Preheat oven to 350°F. Very, very, generously butter a bundt pan and dust with flour, knocking out excess. This cake will stick badly if pan is not thoroughly greased. 

Bring stout and molasses to a boil in a large saucepan and remove from heat. Whisk in baking soda, then cool to room temperature.

Sift together flour, baking powder, and spices in a large bowl. Whisk together eggs and sugars. Whisk in oil, then molasses mixture. Add to flour mixture and whisk until just combined.

Pour batter into bundt pan and rap pan sharply on counter to eliminate air bubbles.

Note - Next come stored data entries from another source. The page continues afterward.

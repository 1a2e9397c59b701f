//! Source verification on Etherscan-compatible block explorers.

use std::time::Duration;

use alloy::primitives::Address;
use anyhow::Context;
use backon::{ConstantBuilder, ExponentialBuilder, Retryable};
use serde::Deserialize;
use serde_json::Value;
use url::Url;

use crate::ArtifactStore;

/// Etherscan multichain API. The target chain is selected with the `chainid` parameter.
pub const DEFAULT_API_URL: &str = "https://api.etherscan.io/v2/api";

const DEFAULT_POLL_INTERVAL: Duration = Duration::from_secs(3);
const DEFAULT_MAX_POLLS: usize = 20;
const SUBMIT_MIN_DELAY: Duration = Duration::from_secs(5);
const SUBMIT_MAX_ATTEMPTS: usize = 5;

const CODE_FORMAT: &str = "solidity-standard-json-input";

#[derive(Debug, thiserror::Error)]
pub enum VerifyError {
    #[error("verification is still pending")]
    Pending,
    #[error("explorer has not indexed the contract yet: {0}")]
    NotIndexed(String),
    #[error("explorer rejected the verification: {0}")]
    Rejected(String),
    #[error("explorer request failed: {0}")]
    Http(#[from] reqwest::Error),
    #[error("unexpected explorer response: {0}")]
    InvalidResponse(String),
}

/// Successful end states of a verification.
#[derive(Debug, Clone, Copy, PartialEq, Eq, strum::Display)]
pub enum VerificationOutcome {
    #[strum(to_string = "verified")]
    Verified,
    #[strum(to_string = "already verified")]
    AlreadyVerified,
}

/// Accepted submission, or a contract the explorer already knows.
#[derive(Debug, Clone, PartialEq, Eq)]
pub enum Submission {
    Guid(String),
    AlreadyVerified,
}

/// Everything the explorer needs to rebuild and compare a contract.
#[derive(Debug, Clone)]
pub struct VerificationRequest {
    pub address: Address,
    /// `source:Name`.
    pub contract_name: String,
    /// `v<solcLongVersion>`.
    pub compiler_version: String,
    /// The standard JSON compiler input.
    pub source: Value,
    /// ABI-encoded constructor arguments.
    pub constructor_args: Vec<u8>,
}

#[derive(Debug, Deserialize)]
struct ExplorerResponse {
    status: String,
    #[serde(default)]
    message: String,
    result: Value,
}

impl ExplorerResponse {
    fn result_text(&self) -> String {
        match &self.result {
            Value::String(text) => text.clone(),
            other => other.to_string(),
        }
    }
}

/// Client of an Etherscan-compatible verification API.
#[derive(Debug, Clone)]
pub struct EtherscanClient {
    client: reqwest::Client,
    api_url: Url,
    api_key: String,
    chain_id: u64,
    poll_interval: Duration,
    max_polls: usize,
    submit_min_delay: Duration,
}

impl EtherscanClient {
    pub fn new(api_url: &str, api_key: &str, chain_id: u64) -> anyhow::Result<Self> {
        let api_url =
            Url::parse(api_url).with_context(|| format!("Invalid explorer API url: {api_url}"))?;
        let client = reqwest::Client::builder()
            .timeout(Duration::from_secs(30))
            .build()
            .context("Failed to create HTTP client")?;

        Ok(Self {
            client,
            api_url,
            api_key: api_key.to_string(),
            chain_id,
            poll_interval: DEFAULT_POLL_INTERVAL,
            max_polls: DEFAULT_MAX_POLLS,
            submit_min_delay: SUBMIT_MIN_DELAY,
        })
    }

    /// Change how often and how long the verification status is polled.
    pub fn with_polling(mut self, interval: Duration, max_polls: usize) -> Self {
        self.poll_interval = interval;
        self.max_polls = max_polls;
        self.submit_min_delay = interval;
        self
    }

    /// Whether the explorer already has source code for `address`.
    pub async fn is_verified(&self, address: Address) -> Result<bool, VerifyError> {
        let address = address.to_string();
        let response: ExplorerResponse = self
            .client
            .get(self.api_url.clone())
            .query(&[
                ("chainid", self.chain_id.to_string().as_str()),
                ("module", "contract"),
                ("action", "getsourcecode"),
                ("address", address.as_str()),
                ("apikey", self.api_key.as_str()),
            ])
            .send()
            .await?
            .json()
            .await?;

        has_source_code(&response)
    }

    /// Submit source code for verification.
    pub async fn submit(&self, request: &VerificationRequest) -> Result<Submission, VerifyError> {
        let source = serde_json::to_string(&request.source)
            .map_err(|e| VerifyError::InvalidResponse(e.to_string()))?;
        let address = request.address.to_string();
        let constructor_args = hex::encode(&request.constructor_args);

        let response: ExplorerResponse = self
            .client
            .post(self.api_url.clone())
            .query(&[("chainid", self.chain_id.to_string())])
            .form(&[
                ("apikey", self.api_key.as_str()),
                ("module", "contract"),
                ("action", "verifysourcecode"),
                ("contractaddress", address.as_str()),
                ("sourceCode", source.as_str()),
                ("codeformat", CODE_FORMAT),
                ("contractname", request.contract_name.as_str()),
                ("compilerversion", request.compiler_version.as_str()),
                // Etherscan's spelling.
                ("constructorArguements", constructor_args.as_str()),
            ])
            .send()
            .await?
            .json()
            .await?;

        classify_submission(&response)
    }

    /// Query the status of a submission once.
    pub async fn check_status(&self, guid: &str) -> Result<VerificationOutcome, VerifyError> {
        let response: ExplorerResponse = self
            .client
            .get(self.api_url.clone())
            .query(&[
                ("chainid", self.chain_id.to_string().as_str()),
                ("module", "contract"),
                ("action", "checkverifystatus"),
                ("guid", guid),
                ("apikey", self.api_key.as_str()),
            ])
            .send()
            .await?
            .json()
            .await?;

        classify_status(&response)
    }

    /// Verify a contract, waiting for the explorer to finish.
    pub async fn verify(
        &self,
        request: &VerificationRequest,
    ) -> Result<VerificationOutcome, VerifyError> {
        if self.is_verified(request.address).await? {
            return Ok(VerificationOutcome::AlreadyVerified);
        }

        let submission = (|| self.submit(request))
            .retry(
                ExponentialBuilder::default()
                    .with_min_delay(self.submit_min_delay)
                    .with_max_times(SUBMIT_MAX_ATTEMPTS),
            )
            .when(|e| matches!(e, VerifyError::NotIndexed(_)))
            .notify(|e, delay| {
                tracing::info!(error = %e, ?delay, "Explorer not ready, retrying submission...");
            })
            .await?;

        let guid = match submission {
            Submission::Guid(guid) => guid,
            Submission::AlreadyVerified => return Ok(VerificationOutcome::AlreadyVerified),
        };

        tracing::info!(
            address = %request.address,
            contract = %request.contract_name,
            guid = %guid,
            "Submitted source code for verification"
        );

        (|| self.check_status(&guid))
            .retry(
                ConstantBuilder::default()
                    .with_delay(self.poll_interval)
                    .with_max_times(self.max_polls),
            )
            .when(|e| matches!(e, VerifyError::Pending))
            .notify(|_, delay| {
                tracing::debug!(?delay, "Verification pending");
            })
            .await
    }
}

/// Verify a recorded deployment of `name` using its compiler input from the artifacts.
pub async fn verify_contract(
    explorer: &EtherscanClient,
    artifacts: &ArtifactStore,
    compilers: &[&str],
    name: &str,
    address: Address,
    constructor_args: &[u8],
) -> anyhow::Result<VerificationOutcome> {
    let artifact = artifacts.artifact(name)?;
    let build = artifacts.build_info(&artifact)?;
    crate::artifacts::check_compiler(&build, compilers);

    let request = VerificationRequest {
        address,
        contract_name: artifact.fully_qualified_name(),
        compiler_version: format!("v{}", build.solc_long_version),
        source: build.input,
        constructor_args: constructor_args.to_vec(),
    };

    let outcome = explorer
        .verify(&request)
        .await
        .with_context(|| format!("Failed to verify {name} at {address}"))?;

    match outcome {
        VerificationOutcome::AlreadyVerified => {
            tracing::info!(contract = name, address = %address, "Already verified!");
        }
        VerificationOutcome::Verified => {
            tracing::info!(contract = name, address = %address, "Successfully verified contract");
        }
    }

    Ok(outcome)
}

fn has_source_code(response: &ExplorerResponse) -> Result<bool, VerifyError> {
    if response.status != "1" {
        return Err(VerifyError::InvalidResponse(format!(
            "{}: {}",
            response.message,
            response.result_text()
        )));
    }

    let source = response
        .result
        .get(0)
        .and_then(|entry| entry.get("SourceCode"))
        .and_then(Value::as_str)
        .ok_or_else(|| VerifyError::InvalidResponse(response.result.to_string()))?;

    Ok(!source.is_empty())
}

fn classify_submission(response: &ExplorerResponse) -> Result<Submission, VerifyError> {
    let text = response.result_text();
    if response.status == "1" {
        return Ok(Submission::Guid(text));
    }

    let lower = text.to_lowercase();
    if lower.contains("already verified") {
        Ok(Submission::AlreadyVerified)
    } else if lower.contains("unable to locate contractcode")
        || lower.contains("does not have bytecode")
    {
        Err(VerifyError::NotIndexed(text))
    } else {
        Err(VerifyError::Rejected(text))
    }
}

fn classify_status(response: &ExplorerResponse) -> Result<VerificationOutcome, VerifyError> {
    let text = response.result_text();
    let lower = text.to_lowercase();

    if lower.contains("already verified") {
        Ok(VerificationOutcome::AlreadyVerified)
    } else if lower.starts_with("pass") {
        Ok(VerificationOutcome::Verified)
    } else if lower.contains("pending") || lower.contains("in queue") {
        Err(VerifyError::Pending)
    } else {
        Err(VerifyError::Rejected(text))
    }
}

Bake in middle of oven until a tester comes out with just a few moist crumbs adhering, about 50 minutes. Cool cake in pan on a rack 5 minutes. Turn out onto rack and cool completely.

Serve cake, dusted with confectioners sugar, with whipped cream or ice cream.

Do ahead: I'm told this gingerbread is even better if made a day ahead. I made mine 2 days ahead and it was fantastic. I didn't try it freshly baked, but it didn't appear to suffer at all in the 2 day wait.